(Dataset records)
>>>
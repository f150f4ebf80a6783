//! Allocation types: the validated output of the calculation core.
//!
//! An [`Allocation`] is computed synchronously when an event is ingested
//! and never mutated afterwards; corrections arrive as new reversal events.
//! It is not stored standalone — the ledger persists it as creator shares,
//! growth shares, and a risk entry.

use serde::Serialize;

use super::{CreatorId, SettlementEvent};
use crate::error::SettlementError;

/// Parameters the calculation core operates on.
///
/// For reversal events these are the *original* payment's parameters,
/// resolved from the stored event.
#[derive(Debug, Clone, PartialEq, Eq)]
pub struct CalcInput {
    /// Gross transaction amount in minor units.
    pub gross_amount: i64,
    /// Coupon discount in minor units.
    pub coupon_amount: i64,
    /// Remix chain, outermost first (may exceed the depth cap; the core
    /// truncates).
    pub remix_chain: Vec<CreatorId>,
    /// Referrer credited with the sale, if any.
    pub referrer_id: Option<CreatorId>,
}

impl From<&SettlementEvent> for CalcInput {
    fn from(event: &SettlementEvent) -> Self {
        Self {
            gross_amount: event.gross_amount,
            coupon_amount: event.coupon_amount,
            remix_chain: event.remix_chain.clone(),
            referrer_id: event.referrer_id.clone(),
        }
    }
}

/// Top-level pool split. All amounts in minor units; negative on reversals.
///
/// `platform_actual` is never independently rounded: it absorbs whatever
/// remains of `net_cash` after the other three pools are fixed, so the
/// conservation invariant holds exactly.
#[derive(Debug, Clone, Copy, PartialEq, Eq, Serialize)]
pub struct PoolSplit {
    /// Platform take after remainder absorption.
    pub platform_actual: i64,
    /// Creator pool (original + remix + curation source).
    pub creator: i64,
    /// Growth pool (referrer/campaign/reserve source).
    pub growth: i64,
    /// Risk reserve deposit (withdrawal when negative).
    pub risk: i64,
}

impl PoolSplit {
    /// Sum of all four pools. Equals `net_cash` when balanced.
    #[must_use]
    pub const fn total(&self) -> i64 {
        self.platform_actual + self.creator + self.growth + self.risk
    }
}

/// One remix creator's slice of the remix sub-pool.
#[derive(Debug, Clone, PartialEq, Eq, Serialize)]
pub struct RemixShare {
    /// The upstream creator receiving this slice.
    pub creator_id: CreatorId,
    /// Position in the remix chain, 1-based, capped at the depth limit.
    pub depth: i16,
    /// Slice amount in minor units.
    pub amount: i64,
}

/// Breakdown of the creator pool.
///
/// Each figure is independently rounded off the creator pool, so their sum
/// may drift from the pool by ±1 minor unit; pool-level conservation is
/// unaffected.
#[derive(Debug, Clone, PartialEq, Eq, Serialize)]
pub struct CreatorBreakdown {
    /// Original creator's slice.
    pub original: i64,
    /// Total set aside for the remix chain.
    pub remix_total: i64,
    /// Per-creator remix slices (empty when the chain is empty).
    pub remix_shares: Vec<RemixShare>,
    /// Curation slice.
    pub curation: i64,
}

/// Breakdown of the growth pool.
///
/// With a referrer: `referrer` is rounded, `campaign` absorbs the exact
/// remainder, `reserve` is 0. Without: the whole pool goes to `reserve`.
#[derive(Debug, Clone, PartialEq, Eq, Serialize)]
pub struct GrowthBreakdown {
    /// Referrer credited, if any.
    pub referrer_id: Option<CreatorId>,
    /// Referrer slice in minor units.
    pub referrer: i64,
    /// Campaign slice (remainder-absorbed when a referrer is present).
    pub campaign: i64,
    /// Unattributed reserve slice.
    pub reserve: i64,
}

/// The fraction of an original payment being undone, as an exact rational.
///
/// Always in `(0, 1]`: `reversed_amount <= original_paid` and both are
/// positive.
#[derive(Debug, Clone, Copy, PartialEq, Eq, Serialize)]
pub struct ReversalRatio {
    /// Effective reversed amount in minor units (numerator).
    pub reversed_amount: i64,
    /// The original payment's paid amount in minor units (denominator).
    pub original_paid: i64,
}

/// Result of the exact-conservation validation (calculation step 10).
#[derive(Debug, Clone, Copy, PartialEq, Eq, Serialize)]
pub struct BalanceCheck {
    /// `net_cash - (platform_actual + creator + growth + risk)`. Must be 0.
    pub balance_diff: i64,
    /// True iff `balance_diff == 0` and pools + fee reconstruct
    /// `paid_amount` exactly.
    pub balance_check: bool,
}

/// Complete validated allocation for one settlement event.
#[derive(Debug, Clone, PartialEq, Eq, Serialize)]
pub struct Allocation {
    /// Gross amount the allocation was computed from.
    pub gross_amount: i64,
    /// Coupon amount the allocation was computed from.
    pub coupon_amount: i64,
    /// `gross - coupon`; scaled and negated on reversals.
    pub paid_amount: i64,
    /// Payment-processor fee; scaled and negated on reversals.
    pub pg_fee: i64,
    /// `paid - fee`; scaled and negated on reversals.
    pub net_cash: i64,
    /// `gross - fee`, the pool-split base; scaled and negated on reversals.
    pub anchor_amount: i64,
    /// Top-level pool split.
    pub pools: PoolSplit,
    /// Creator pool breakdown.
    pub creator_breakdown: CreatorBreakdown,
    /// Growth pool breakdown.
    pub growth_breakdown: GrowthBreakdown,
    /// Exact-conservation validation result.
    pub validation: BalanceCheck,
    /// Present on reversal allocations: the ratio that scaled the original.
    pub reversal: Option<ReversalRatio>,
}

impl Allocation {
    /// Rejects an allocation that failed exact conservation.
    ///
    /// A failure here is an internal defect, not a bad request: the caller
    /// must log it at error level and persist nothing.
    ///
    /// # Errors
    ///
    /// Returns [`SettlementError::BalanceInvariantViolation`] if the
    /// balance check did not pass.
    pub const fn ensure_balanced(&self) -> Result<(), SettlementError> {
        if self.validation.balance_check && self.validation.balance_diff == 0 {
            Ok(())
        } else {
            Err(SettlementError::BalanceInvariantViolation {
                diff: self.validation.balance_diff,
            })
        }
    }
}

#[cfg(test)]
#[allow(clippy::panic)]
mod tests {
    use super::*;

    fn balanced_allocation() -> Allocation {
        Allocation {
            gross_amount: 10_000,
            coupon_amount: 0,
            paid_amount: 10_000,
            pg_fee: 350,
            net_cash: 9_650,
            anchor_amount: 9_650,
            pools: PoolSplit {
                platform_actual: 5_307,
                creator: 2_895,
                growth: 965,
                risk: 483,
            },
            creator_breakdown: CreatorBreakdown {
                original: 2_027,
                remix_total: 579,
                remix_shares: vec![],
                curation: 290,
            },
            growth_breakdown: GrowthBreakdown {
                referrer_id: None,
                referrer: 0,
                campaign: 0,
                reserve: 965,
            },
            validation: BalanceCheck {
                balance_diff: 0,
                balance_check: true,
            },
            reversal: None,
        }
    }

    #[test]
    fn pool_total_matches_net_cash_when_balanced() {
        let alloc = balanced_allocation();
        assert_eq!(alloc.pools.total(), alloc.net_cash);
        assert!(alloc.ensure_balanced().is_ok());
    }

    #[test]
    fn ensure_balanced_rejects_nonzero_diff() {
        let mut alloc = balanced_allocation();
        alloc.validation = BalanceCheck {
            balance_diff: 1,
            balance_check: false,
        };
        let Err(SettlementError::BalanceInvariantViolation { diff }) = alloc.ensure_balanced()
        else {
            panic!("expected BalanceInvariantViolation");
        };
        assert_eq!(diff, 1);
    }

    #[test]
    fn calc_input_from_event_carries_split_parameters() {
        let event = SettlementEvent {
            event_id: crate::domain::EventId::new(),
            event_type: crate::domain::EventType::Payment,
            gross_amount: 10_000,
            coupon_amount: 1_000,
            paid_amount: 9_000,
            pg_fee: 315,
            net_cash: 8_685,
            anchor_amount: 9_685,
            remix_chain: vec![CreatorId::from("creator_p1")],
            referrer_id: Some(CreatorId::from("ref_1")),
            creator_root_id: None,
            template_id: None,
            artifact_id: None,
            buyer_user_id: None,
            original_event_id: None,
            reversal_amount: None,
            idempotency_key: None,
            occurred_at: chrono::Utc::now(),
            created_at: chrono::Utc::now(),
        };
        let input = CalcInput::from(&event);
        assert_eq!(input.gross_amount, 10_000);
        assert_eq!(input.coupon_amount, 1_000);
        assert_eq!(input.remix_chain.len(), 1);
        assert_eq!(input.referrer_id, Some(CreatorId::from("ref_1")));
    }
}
<<<
How many lines in the data contain "GrowthBreakdown"? Answer with the number alone.

3